Quanto aos movimentos anti tradição académica embora eu concorde em geral com as suas opiniões, desagrada-me o seu discurso demasiado político e a sua maneira de acção no terreno: não é a discutir num corredor apinhado de gente para se matricular que se vai resolver alguma coisa. Isto já para não mencionar que as suas opiniões não lhes dão o direito de desrespeitar os alunos mais velho só porque eles se encontram vestidos com o traje académico, sobretudo sem saberem nada das suas acções ou convicções. E não vejo nada de errado em as pessoas usarem o traje académico, mesmo se não forem praxar por não concordarem com a maneira com a recepção é feita, como é o meu caso – eu fui a minha faculdade conversar com os novos alunos e dar-lhes alguns conselhos que me pareceram úteis, além de lhes mostrar a organização da faculdade, uma vez que considero que isso é importante para estes.

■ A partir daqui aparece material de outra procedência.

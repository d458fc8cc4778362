//! Error types for numcheck
//!
//! Every stage of the job lifecycle (submit, each status poll, the artifact
//! download) reports its first failure through [`Error`]. Nothing in this crate
//! retries on its own; callers that want a retry policy wrap the whole job with
//! [`crate::retry::with_retry`] or [`crate::JobClient::run_with_retry`].

use serde::{Deserialize, Serialize};
use thiserror::Error;

/// Result type alias for numcheck operations
pub type Result<T> = std::result::Result<T, Error>;

/// Maximum number of response-body bytes kept in error messages
pub(crate) const MAX_ERROR_BODY_BYTES: usize = 512;

/// Main error type for numcheck
#[derive(Debug, Error)]
pub enum Error {
    /// Connection, TLS, or timeout failure before a complete HTTP response arrived
    #[error("transport error: {message}")]
    Transport {
        /// Human-readable description of the failure
        message: String,
        /// Whether the failure was a timeout
        timeout: bool,
    },

    /// The service answered the submission with a non-2xx status
    #[error("submission rejected with HTTP {status}: {body}")]
    RemoteRejected {
        /// HTTP status code returned by the service
        status: u16,
        /// Response body (truncated)
        body: String,
    },

    /// The service answered a status query with a non-2xx status
    #[error("status check failed with HTTP {status}: {body}")]
    StatusCheckFailed {
        /// HTTP status code returned by the service
        status: u16,
        /// Response body (truncated)
        body: String,
    },

    /// Response body did not match the task schema
    #[error("malformed {context} response: {message}")]
    MalformedResponse {
        /// Stage that received the body ("submit" or "status")
        context: &'static str,
        /// Parser error message
        message: String,
    },

    /// The service reported the task as failed
    #[error("task {task_id} failed remotely ({success}/{total} succeeded, {failure} failed)")]
    RemoteTaskFailed {
        /// Identifier of the failed task
        task_id: String,
        /// Numbers checked successfully before the failure
        success: u64,
        /// Numbers that failed
        failure: u64,
        /// Total numbers in the task
        total: u64,
    },

    /// The artifact host answered with a non-2xx status
    #[error("result download failed with HTTP {status}")]
    DownloadFailed {
        /// HTTP status code returned by the artifact host
        status: u16,
    },

    /// The caller cancelled the job or its deadline elapsed
    #[error("job cancelled")]
    Cancelled,

    /// Configuration error with context about which setting is invalid
    #[error("configuration error: {message}")]
    Config {
        /// Human-readable error message describing the configuration issue
        message: String,
        /// The configuration key that caused the error (e.g., "api_key")
        key: Option<String>,
    },

    /// The input batch could not be built
    #[error("invalid input: {0}")]
    InvalidInput(String),

    /// I/O error (reading input, writing the artifact)
    #[error("I/O error: {0}")]
    Io(#[from] std::io::Error),
}

impl Error {
    /// Machine-readable error code
    pub fn code(&self) -> &'static str {
        match self {
            Error::Transport { timeout: true, .. } => "timeout",
            Error::Transport { .. } => "transport",
            Error::RemoteRejected { .. } => "remote_rejected",
            Error::StatusCheckFailed { .. } => "status_check_failed",
            Error::MalformedResponse { .. } => "malformed_response",
            Error::RemoteTaskFailed { .. } => "remote_task_failed",
            Error::DownloadFailed { .. } => "download_failed",
            Error::Cancelled => "cancelled",
            Error::Config { .. } => "config_error",
            Error::InvalidInput(_) => "invalid_input",
            Error::Io(_) => "io_error",
        }
    }

    /// HTTP status carried by the error, if the service produced one
    pub fn http_status(&self) -> Option<u16> {
        match self {
            Error::RemoteRejected { status, .. }
            | Error::StatusCheckFailed { status, .. }
            | Error::DownloadFailed { status } => Some(*status),
            _ => None,
        }
    }

    /// True when the service refused a submit or status request
    pub fn is_remote_rejection(&self) -> bool {
        matches!(
            self,
            Error::RemoteRejected { .. } | Error::StatusCheckFailed { .. }
        )
    }

    pub(crate) fn transport(context: &str, err: reqwest::Error) -> Self {
        let timeout = err.is_timeout();
        let message = if timeout {
            format!("{}: request timed out", context)
        } else if err.is_connect() {
            format!("{}: connection failed: {}", context, err)
        } else {
            format!("{}: {}", context, err)
        };
        Error::Transport { message, timeout }
    }

    pub(crate) fn malformed(context: &'static str, err: serde_json::Error) -> Self {
        Error::MalformedResponse {
            context,
            message: err.to_string(),
        }
    }
}

/// Serializable snapshot of an [`Error`]
///
/// [`Error`] wraps `std::io::Error` and so cannot be cloned; this is what gets
/// broadcast in [`crate::Event::Failed`].
///
/// ```json
/// {
///   "code": "download_failed",
///   "message": "result download failed with HTTP 404",
///   "status": 404
/// }
/// ```
#[derive(Debug, Clone, PartialEq, Eq, Serialize, Deserialize)]
pub struct ErrorDetail {
    /// Machine-readable error code (see [`Error::code`])
    pub code: String,

    /// Human-readable error message
    pub message: String,

    /// HTTP status from the service, when there was one
    #[serde(skip_serializing_if = "Option::is_none")]
    pub status: Option<u16>,
}

impl From<&Error> for ErrorDetail {
    fn from(error: &Error) -> Self {
        Self {
            code: error.code().to_string(),
            message: error.to_string(),
            status: error.http_status(),
        }
    }
}

/// Lossy UTF-8 view of a response body, truncated for error messages
pub(crate) fn truncate_body(body: &[u8]) -> String {
    let end = body.len().min(MAX_ERROR_BODY_BYTES);
    let mut text = String::from_utf8_lossy(&body[..end]).into_owned();
    if body.len() > MAX_ERROR_BODY_BYTES {
        text.push_str("...");
    }
    text
}

// unwrap/expect are acceptable in tests for concise failure-on-error assertions
#[allow(clippy::unwrap_used, clippy::expect_used)]
#[cfg(test)]
mod tests {
    use super::*;

    #[test]
    fn codes_are_stable() {
        let cases: Vec<(Error, &str)> = vec![
            (
                Error::Transport {
                    message: "x".into(),
                    timeout: false,
                },
                "transport",
            ),
            (
                Error::Transport {
                    message: "x".into(),
                    timeout: true,
                },
                "timeout",
            ),
            (
                Error::RemoteRejected {
                    status: 500,
                    body: String::new(),
                },
                "remote_rejected",
            ),
            (
                Error::StatusCheckFailed {
                    status: 404,
                    body: String::new(),
                },
                "status_check_failed",
            ),
            (
                Error::MalformedResponse {
                    context: "submit",
                    message: "eof".into(),
                },
                "malformed_response",
            ),
            (Error::DownloadFailed { status: 403 }, "download_failed"),
            (Error::Cancelled, "cancelled"),
            (Error::InvalidInput("empty".into()), "invalid_input"),
        ];

        for (error, code) in cases {
            assert_eq!(error.code(), code, "wrong code for {error}");
        }
    }

    #[test]
    fn remote_rejection_covers_submit_and_status() {
        assert!(
            Error::RemoteRejected {
                status: 500,
                body: String::new()
            }
            .is_remote_rejection()
        );
        assert!(
            Error::StatusCheckFailed {
                status: 502,
                body: String::new()
            }
            .is_remote_rejection()
        );
        assert!(!Error::DownloadFailed { status: 500 }.is_remote_rejection());
    }

    #[test]
    fn remote_task_failed_message_includes_counters() {
        let error = Error::RemoteTaskFailed {
            task_id: "t-1".into(),
            success: 2,
            failure: 1,
            total: 3,
        };
        assert_eq!(
            error.to_string(),
            "task t-1 failed remotely (2/3 succeeded, 1 failed)"
        );
    }

    #[test]
    fn error_detail_carries_status() {
        let detail = ErrorDetail::from(&Error::DownloadFailed { status: 404 });
        assert_eq!(detail.code, "download_failed");
        assert_eq!(detail.status, Some(404));

        let json = serde_json::to_value(&detail).unwrap();
        assert_eq!(json["status"], 404);

        let detail = ErrorDetail::from(&Error::Cancelled);
        let json = serde_json::to_value(&detail).unwrap();
        assert!(json.get("status").is_none(), "status should be omitted");
    }

    #[test]
    fn truncate_body_limits_length() {
        let body = vec![b'a'; MAX_ERROR_BODY_BYTES + 100];
        let text = truncate_body(&body);
        assert_eq!(text.len(), MAX_ERROR_BODY_BYTES + 3);
        assert!(text.ends_with("..."));

        assert_eq!(truncate_body(b"short"), "short");
    }
}
//! Shared test helpers: a scripted in-memory [`Transport`].

use crate::error::{Error, Result};
use crate::input::InputBatch;
use crate::transport::{Auth, BinaryResponse, RawResponse, Transport};
use async_trait::async_trait;
use bytes::Bytes;
use futures::StreamExt;
use std::collections::VecDeque;
use std::sync::Mutex;
use tokio::time::Instant;

/// A canned reply
#[derive(Clone, Debug)]
pub(crate) enum Reply {
    /// Status code and body
    Body(u16, Vec<u8>),
    /// Status and the first bytes of a body, then the connection drops
    Truncated(u16, Vec<u8>),
    /// No response at all
    Unreachable,
}

impl Reply {
    pub(crate) fn json(status: u16, value: serde_json::Value) -> Self {
        Reply::Body(status, value.to_string().into_bytes())
    }

    pub(crate) fn text(status: u16, body: &str) -> Self {
        Reply::Body(status, body.as_bytes().to_vec())
    }
}

/// Build a task JSON body with the given status
pub(crate) fn task_json(status: &str, result_url: Option<&str>) -> serde_json::Value {
    let mut value = serde_json::json!({
        "task_id": "task-1",
        "user_id": "user-1",
        "status": status,
        "total": 3,
        "success": 1,
        "failure": 0,
        "created_at": "2025-01-10T08:00:00Z",
        "updated_at": "2025-01-10T08:00:05Z"
    });
    if let Some(url) = result_url {
        value["result_url"] = serde_json::Value::String(url.to_string());
    }
    value
}

/// Which transport method was called
#[derive(Clone, Copy, Debug, PartialEq, Eq)]
pub(crate) enum CallKind {
    Upload,
    Get,
    Binary,
}

/// One recorded call
#[derive(Clone, Debug)]
pub(crate) struct Call {
    pub(crate) kind: CallKind,
    pub(crate) url: String,
    pub(crate) auth: Option<Auth>,
    pub(crate) at: Instant,
}

/// Transport that replays scripted replies and records every call
///
/// When the status script runs dry the last status reply is repeated if
/// `repeat_last_status` is set, otherwise the call fails as unreachable.
pub(crate) struct ScriptedTransport {
    base_url: String,
    uploads: Mutex<VecDeque<Reply>>,
    statuses: Mutex<VecDeque<Reply>>,
    binaries: Mutex<VecDeque<Reply>>,
    last_status: Mutex<Option<Reply>>,
    repeat_last_status: bool,
    calls: Mutex<Vec<Call>>,
}

impl ScriptedTransport {
    pub(crate) fn new() -> Self {
        Self {
            base_url: "https://api.test/tasks".to_string(),
            uploads: Mutex::new(VecDeque::new()),
            statuses: Mutex::new(VecDeque::new()),
            binaries: Mutex::new(VecDeque::new()),
            last_status: Mutex::new(None),
            repeat_last_status: false,
            calls: Mutex::new(Vec::new()),
        }
    }

    pub(crate) fn upload(self, reply: Reply) -> Self {
        self.uploads.lock().unwrap().push_back(reply);
        self
    }

    pub(crate) fn status(self, reply: Reply) -> Self {
        self.statuses.lock().unwrap().push_back(reply);
        self
    }

    pub(crate) fn binary(self, reply: Reply) -> Self {
        self.binaries.lock().unwrap().push_back(reply);
        self
    }

    pub(crate) fn repeat_last_status(mut self) -> Self {
        self.repeat_last_status = true;
        self
    }

    pub(crate) fn calls(&self) -> Vec<Call> {
        self.calls.lock().unwrap().clone()
    }

    pub(crate) fn count(&self, kind: CallKind) -> usize {
        self.calls
            .lock()
            .unwrap()
            .iter()
            .filter(|c| c.kind == kind)
            .count()
    }

    fn record(&self, kind: CallKind, url: &str, auth: Option<Auth>) {
        self.calls.lock().unwrap().push(Call {
            kind,
            url: url.to_string(),
            auth,
            at: Instant::now(),
        });
    }

    fn next_status(&self) -> Option<Reply> {
        let next = self.statuses.lock().unwrap().pop_front();
        match next {
            Some(reply) => {
                *self.last_status.lock().unwrap() = Some(reply.clone());
                Some(reply)
            }
            None if self.repeat_last_status => self.last_status.lock().unwrap().clone(),
            None => None,
        }
    }
}

fn unreachable_error() -> Error {
    Error::Transport {
        message: "scripted: connection refused".to_string(),
        timeout: false,
    }
}

fn into_raw(reply: Option<Reply>) -> Result<RawResponse> {
    match reply {
        Some(Reply::Body(status, body)) => Ok(RawResponse {
            status,
            body: Bytes::from(body),
        }),
        Some(Reply::Truncated(..)) | Some(Reply::Unreachable) | None => Err(unreachable_error()),
    }
}

/// Split a body into small chunks so sinks see more than one write
fn chunked(body: &[u8]) -> Vec<Result<Bytes>> {
    body.chunks(7)
        .map(|c| Ok(Bytes::copy_from_slice(c)))
        .collect()
}

#[async_trait]
impl Transport for ScriptedTransport {
    fn base_url(&self) -> &str {
        &self.base_url
    }

    async fn upload(&self, _batch: &InputBatch) -> Result<RawResponse> {
        self.record(CallKind::Upload, &self.base_url, Some(Auth::ApiKey));
        let reply = self.uploads.lock().unwrap().pop_front();
        into_raw(reply)
    }

    async fn get(&self, url: &str, auth: Auth) -> Result<RawResponse> {
        self.record(CallKind::Get, url, Some(auth));
        into_raw(self.next_status())
    }

    async fn get_binary(&self, url: &str) -> Result<BinaryResponse> {
        self.record(CallKind::Binary, url, None);
        let reply = self.binaries.lock().unwrap().pop_front();
        match reply {
            Some(Reply::Body(status, body)) => Ok(BinaryResponse {
                status,
                body: futures::stream::iter(chunked(&body)).boxed(),
            }),
            Some(Reply::Truncated(status, body)) => {
                let mut chunks = chunked(&body);
                chunks.push(Err(Error::Transport {
                    message: "scripted: connection reset mid-body".to_string(),
                    timeout: false,
                }));
                Ok(BinaryResponse {
                    status,
                    body: futures::stream::iter(chunks).boxed(),
                })
            }
            Some(Reply::Unreachable) | None => Err(unreachable_error()),
        }
    }
}
//! PDF output: hand HTML to an external engine and write the result.
//!
//! The engine is a black box behind [`PdfEngine`]: HTML and a base directory
//! go in and PDF bytes come out. [`CommandEngine`] drives any program that
//! reads HTML on stdin and writes PDF on stdout. Its default, `weasyprint`,
//! is called as
//!
//! ```text
//! weasyprint [ARGS…] --base-url <BASE> - -
//! ```
//!
//! The PDF is written to `<output>.tmp` and renamed into place, so a failed
//! run never leaves a truncated PDF behind. The file is created with
//! `fs::write`, so it gets the same permissions as any other file the
//! process creates.

use crate::config::EngineCommand;
use crate::error::MusError;
use std::io::Write;
use std::path::{Path, PathBuf};
use std::process::{Command, Stdio};
use tracing::{debug, info};

/// HTML → PDF bytes.
pub trait PdfEngine {
    /// Render `html`; relative references resolve against `base_url`.
    fn render(&self, html: &str, base_url: &Path) -> Result<Vec<u8>, MusError>;
}

/// Runs an external HTML-to-PDF program.
#[derive(Debug, Clone)]
pub struct CommandEngine {
    command: EngineCommand,
}

impl CommandEngine {
    pub fn new(command: EngineCommand) -> Self {
        Self { command }
    }
}

impl Default for CommandEngine {
    fn default() -> Self {
        Self::new(EngineCommand::default())
    }
}

impl PdfEngine for CommandEngine {
    fn render(&self, html: &str, base_url: &Path) -> Result<Vec<u8>, MusError> {
        let program = &self.command.program;
        debug!(
            "Running {} {:?} --base-url {}",
            program,
            self.command.args,
            base_url.display()
        );

        let mut child = Command::new(program)
            .args(&self.command.args)
            .arg("--base-url")
            .arg(base_url)
            .arg("-")
            .arg("-")
            .stdin(Stdio::piped())
            .stdout(Stdio::piped())
            .stderr(Stdio::piped())
            .spawn()
            .map_err(|e| MusError::EngineNotFound {
                program: program.clone(),
                source: e,
            })?;

        // Feed stdin from a thread so a large PDF on stdout cannot deadlock us.
        let stdin = child.stdin.take();
        let input = html.to_owned();
        let writer = std::thread::spawn(move || -> std::io::Result<()> {
            if let Some(mut stdin) = stdin {
                stdin.write_all(input.as_bytes())?;
            }
            Ok(())
        });

        let output = child.wait_with_output().map_err(|e| MusError::EngineFailed {
            program: program.clone(),
            status: "not collected".into(),
            stderr: e.to_string(),
        })?;
        let write_result = writer.join();

        if !output.status.success() {
            return Err(MusError::EngineFailed {
                program: program.clone(),
                status: output.status.to_string(),
                stderr: String::from_utf8_lossy(&output.stderr).trim().to_string(),
            });
        }
        match write_result {
            Ok(Ok(())) => {}
            Ok(Err(e)) => {
                return Err(MusError::EngineFailed {
                    program: program.clone(),
                    status: output.status.to_string(),
                    stderr: format!("writing HTML to stdin failed: {e}"),
                })
            }
            Err(_) => {
                return Err(MusError::EngineFailed {
                    program: program.clone(),
                    status: output.status.to_string(),
                    stderr: "stdin writer panicked".into(),
                })
            }
        }
        if output.stdout.is_empty() {
            return Err(MusError::EmptyPdf {
                program: program.clone(),
            });
        }

        debug!("{} produced {} bytes", program, output.stdout.len());
        Ok(output.stdout)
    }
}

/// Render `html` with `engine` and write the PDF to `output_path`.
///
/// The parent directory must already exist. Returns the number of bytes
/// written.
pub fn write_pdf(
    engine: &dyn PdfEngine,
    html: &str,
    base_url: &Path,
    output_path: &Path,
) -> Result<usize, MusError> {
    let bytes = engine.render(html, base_url)?;
    write_atomic(output_path, &bytes)?;
    info!("Wrote {} ({} bytes)", output_path.display(), bytes.len());
    Ok(bytes.len())
}

fn write_atomic(path: &Path, bytes: &[u8]) -> Result<(), MusError> {
    let to_err = |e: std::io::Error| MusError::OutputWriteFailed {
        path: path.to_path_buf(),
        source: e,
    };

    let mut tmp_name = path.as_os_str().to_owned();
    tmp_name.push(".tmp");
    let tmp_path = PathBuf::from(tmp_name);

    std::fs::write(&tmp_path, bytes).map_err(to_err)?;
    if let Err(e) = std::fs::rename(&tmp_path, path) {
        let _ = std::fs::remove_file(&tmp_path);
        return Err(to_err(e));
    }
    Ok(())
}
//! Parsed document types.
//!
//! A [`Document`] is built once per conversion, rendered, and dropped. Nothing
//! here is mutated after the parser returns it.

use serde::{Deserialize, Deserializer, Serialize};

/// Title used when the source has no title line.
pub const UNTITLED: &str = "Sin título";

/// A parsed mus file of either notation.
#[derive(Debug, Clone, PartialEq, Eq, Serialize, Deserialize)]
#[serde(tag = "notation", rename_all = "lowercase")]
pub enum Document {
    Lyrics(SongDocument),
    Chart(ChordChart),
}

impl Document {
    pub fn title(&self) -> &str {
        match self {
            Document::Lyrics(song) => &song.title,
            Document::Chart(chart) => &chart.title,
        }
    }
}

// ── Lyrics sheet ─────────────────────────────────────────────────────────

/// A lyrics sheet: a title and verse/chorus sections of raw lines.
#[derive(Debug, Clone, PartialEq, Eq, Serialize, Deserialize)]
pub struct SongDocument {
    pub title: String,
    /// In order of appearance. Never contains a section without lines.
    pub sections: Vec<Section>,
}

#[derive(Debug, Clone, Copy, PartialEq, Eq, Serialize, Deserialize)]
#[serde(rename_all = "lowercase")]
pub enum SectionKind {
    Verse,
    Chorus,
}

impl SectionKind {
    /// CSS class name used by the renderer.
    pub fn as_str(self) -> &'static str {
        match self {
            SectionKind::Verse => "verse",
            SectionKind::Chorus => "chorus",
        }
    }
}

/// One verse or chorus. Lines may mix chord tokens and lyric text.
#[derive(Debug, Clone, PartialEq, Eq, Serialize, Deserialize)]
pub struct Section {
    pub kind: SectionKind,
    pub lines: Vec<String>,
}

// ── Chord chart ──────────────────────────────────────────────────────────

/// A chord chart: the arrangement plus the chords of each named section.
#[derive(Debug, Clone, PartialEq, Eq, Serialize, Deserialize)]
pub struct ChordChart {
    pub title: String,
    /// Section names in play order; duplicates repeat a section.
    pub structure: Vec<String>,
    pub definitions: Definitions,
}

impl ChordChart {
    /// Resolve [`Self::structure`] against [`Self::definitions`].
    pub fn progression(&self) -> Vec<ProgressionEntry> {
        crate::pipeline::chart::expand(&self.structure, &self.definitions)
    }
}

/// Section name → chord-degree tokens, in first-definition order.
///
/// Redefining a key replaces its chords in place. Deserializing goes through
/// [`Definitions::insert`] too, so duplicate keys collapse the same way.
#[derive(Debug, Clone, Default, PartialEq, Eq, Serialize)]
#[serde(transparent)]
pub struct Definitions(Vec<(String, Vec<String>)>);

impl<'de> Deserialize<'de> for Definitions {
    fn deserialize<D: Deserializer<'de>>(deserializer: D) -> Result<Self, D::Error> {
        let pairs = Vec::<(String, Vec<String>)>::deserialize(deserializer)?;
        Ok(pairs.into_iter().collect())
    }
}

impl Definitions {
    pub fn new() -> Self {
        Self::default()
    }

    /// Insert or overwrite the chords for `name`.
    pub fn insert(&mut self, name: impl Into<String>, chords: Vec<String>) {
        let name = name.into();
        match self.0.iter_mut().find(|(k, _)| *k == name) {
            Some((_, existing)) => *existing = chords,
            None => self.0.push((name, chords)),
        }
    }

    pub fn get(&self, name: &str) -> Option<&[String]> {
        self.0
            .iter()
            .find(|(k, _)| k == name)
            .map(|(_, v)| v.as_slice())
    }

    pub fn len(&self) -> usize {
        self.0.len()
    }

    pub fn is_empty(&self) -> bool {
        self.0.is_empty()
    }

    pub fn iter(&self) -> impl Iterator<Item = (&str, &[String])> {
        self.0.iter().map(|(k, v)| (k.as_str(), v.as_slice()))
    }
}

impl<K: Into<String>> FromIterator<(K, Vec<String>)> for Definitions {
    fn from_iter<I: IntoIterator<Item = (K, Vec<String>)>>(iter: I) -> Self {
        let mut defs = Definitions::new();
        for (k, v) in iter {
            defs.insert(k, v);
        }
        defs
    }
}

/// One rendered slot of a chord chart.
#[derive(Debug, Clone, PartialEq, Eq, Serialize, Deserialize)]
pub struct ProgressionEntry {
    pub name: String,
    pub chords: Vec<String>,
}

#[cfg(test)]
mod tests {
    use super::*;

    fn tokens(s: &str) -> Vec<String> {
        s.split_whitespace().map(String::from).collect()
    }

    #[test]
    fn redefinition_replaces_in_place() {
        let mut defs = Definitions::new();
        defs.insert("A", tokens("I IV"));
        defs.insert("B", tokens("ii V"));
        defs.insert("A", tokens("I V"));
        assert_eq!(defs.len(), 2);
        assert_eq!(defs.get("A"), Some(tokens("I V").as_slice()));
        let keys: Vec<&str> = defs.iter().map(|(k, _)| k).collect();
        assert_eq!(keys, vec!["A", "B"]);
    }

    #[test]
    fn deserialized_duplicates_keep_last_definition() {
        let defs: Definitions =
            serde_json::from_str(r#"[["A", ["I", "IV"]], ["B", ["ii"]], ["A", ["V"]]]"#).unwrap();
        assert_eq!(defs.len(), 2);
        assert_eq!(defs.get("A"), Some(tokens("V").as_slice()));
        assert_eq!(serde_json::to_string(&defs).unwrap(), r#"[["A",["V"]],["B",["ii"]]]"#);
    }

    #[test]
    fn document_serialises_with_notation_tag() {
        let doc = Document::Lyrics(SongDocument {
            title: "T".into(),
            sections: vec![Section {
                kind: SectionKind::Chorus,
                lines: vec!["[C]la".into()],
            }],
        });
        let json = serde_json::to_value(&doc).unwrap();
        assert_eq!(json["notation"], "lyrics");
        assert_eq!(json["sections"][0]["kind"], "chorus");
        assert_eq!(doc.title(), "T");
    }
}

The wind that shakes the barley

Depois de ter visto o filme Breakfast on Pluto, no qual o actor irlandês Cilian Murphyinterpreta o papel principal, lembrei-me do último filme que vi em que esse senhor entrava, não como travesti, mas como um médico irlandês que desiste de ir para Inglaterra para se juntar ao IRA. O seu idealismo e o seu contacto com a realidade social irlandesa em 1920 levam-no a uma luta pela mudança que terá grandes consequências na sua vida. Este filme conta a história da Irlanda tomando como exemplo não só a história do Dr Damien O'Donovan bem como a do seu pragmático irmão mais velho Teddy O'Donovan. Estes defendem de início posições semelhantes contudo com o passar do tempo e o alterar das circunstâncias eles vão-se afastando até se tornarem inimigos. Este filme deixou-me sem saber o que pensar sobre ele, já que e bastante triste (especialmente o final) contudo e apesar da sua falta de espectacularidade mostra-nos que é fácil um grupo inicialmente com um propósito comum dividir-se um facções inimigas, como um tipo bem-educado e bem intencionado se torna num assassino e como todas as nossa escolhas têm consequências.